Stored data:
========================

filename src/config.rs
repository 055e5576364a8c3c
pub mod store;
pub mod structure;
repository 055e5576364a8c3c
use std::{
    fmt::Display,
    ops::{Add, AddAssign, Deref},
};

use serde::{Deserialize, Deserializer, Serialize};

use super::{normalize::normalize, template::TemplateVariables};

/// Block text with its common indentation removed.
///
/// Parts passed to [`Prompt::new`] are joined with newlines and then
/// normalized. Appending (`+`, `+=`) adds raw text and does not normalize
/// again.
#[derive(Clone, Debug, Default, PartialEq, Eq, Hash, Serialize)]
#[serde(transparent)]
pub struct Prompt {
    inner: String,
}

impl Prompt {
    pub fn new<I>(parts: I) -> Self
    where
        I: IntoIterator,
        I::Item: AsRef<str>,
    {
        let joined = parts
            .into_iter()
            .map(|p| p.as_ref().to_string())
            .collect::<Vec<_>>()
            .join("\n");

        let inner = normalize(&joined);
        log::debug!(
            "normalized prompt: {} -> {} bytes",
            joined.len(),
            inner.len()
        );

        Self { inner }
    }

    pub fn render(&self) -> &str {
        &self.inner
    }

    pub fn into_string(self) -> String {
        self.inner
    }

    /// Replaces every `{{name}}` placeholder with its value.
    pub fn fill(&self, variables: &TemplateVariables) -> Self {
        Self {
            inner: variables.substitute(&self.inner),
        }
    }

    fn append(mut self, tail: &str) -> Self {
        self.inner.push_str(tail);
        self
    }
}

impl From<&str> for Prompt {
    fn from(value: &str) -> Self {
        Self::new([value])
    }
}

impl From<String> for Prompt {
    fn from(value: String) -> Self {
        Self::new([value])
    }
}

impl From<Prompt> for String {
    fn from(prompt: Prompt) -> Self {
        prompt.inner
    }
}

// stored text is trusted only after normalizing it again
impl<'de> Deserialize<'de> for Prompt {
    fn deserialize<D: Deserializer<'de>>(deserializer: D) -> Result<Self, D::Error> {
        String::deserialize(deserializer).map(Self::from)
    }
}

impl Deref for Prompt {
    type Target = str;

    fn deref(&self) -> &Self::Target {
        &self.inner
    }
}

impl AsRef<str> for Prompt {
    fn as_ref(&self) -> &str {
        &self.inner
    }
}

impl Display for Prompt {
    fn fmt(&self, f: &mut std::fmt::Formatter<'_>) -> std::fmt::Result {
        f.write_str(&self.inner)
    }
}

impl PartialEq<str> for Prompt {
    fn eq(&self, other: &str) -> bool {
        self.inner == other
    }
}

impl PartialEq<&str> for Prompt {
    fn eq(&self, other: &&str) -> bool {
        self.inner == *other
    }
}

impl Add<&str> for Prompt {
    type Output = Prompt;

    fn add(self, rhs: &str) -> Self::Output {
        self.append(rhs)
    }
}

impl Add<String> for Prompt {
    type Output = Prompt;

    fn add(self, rhs: String) -> Self::Output {
        self.append(&rhs)
    }
}

impl Add<&Prompt> for Prompt {
    type Output = Prompt;

    fn add(self, rhs: &Prompt) -> Self::Output {
        self.append(&rhs.inner)
    }
}

impl Add<Prompt> for Prompt {
    type Output = Prompt;

    fn add(self, rhs: Prompt) -> Self::Output {
        self.append(&rhs.inner)
    }
}

impl AddAssign<&str> for Prompt {
    fn add_assign(&mut self, rhs: &str) {
        self.inner.push_str(rhs);
    }
}

impl AddAssign<String> for Prompt {
    fn add_assign(&mut self, rhs: String) {
        self.inner.push_str(&rhs);
    }
}

impl AddAssign<&Prompt> for Prompt {
    fn add_assign(&mut self, rhs: &Prompt) {
        self.inner.push_str(&rhs.inner);
    }
}

impl AddAssign<Prompt> for Prompt {
    fn add_assign(&mut self, rhs: Prompt) {
        self.inner.push_str(&rhs.inner);
    }
}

========================

TASK BRIEF: Where a line above contains the word "Result", copy that line.

WRITTEN RESPONSE:
    fn deserialize<D: Deserializer<'de>>(deserializer: D) -> Result<Self, D::Error> {
    fn fmt(&self, f: &mut std::fmt::Formatter<'_>) -> std::fmt::Result {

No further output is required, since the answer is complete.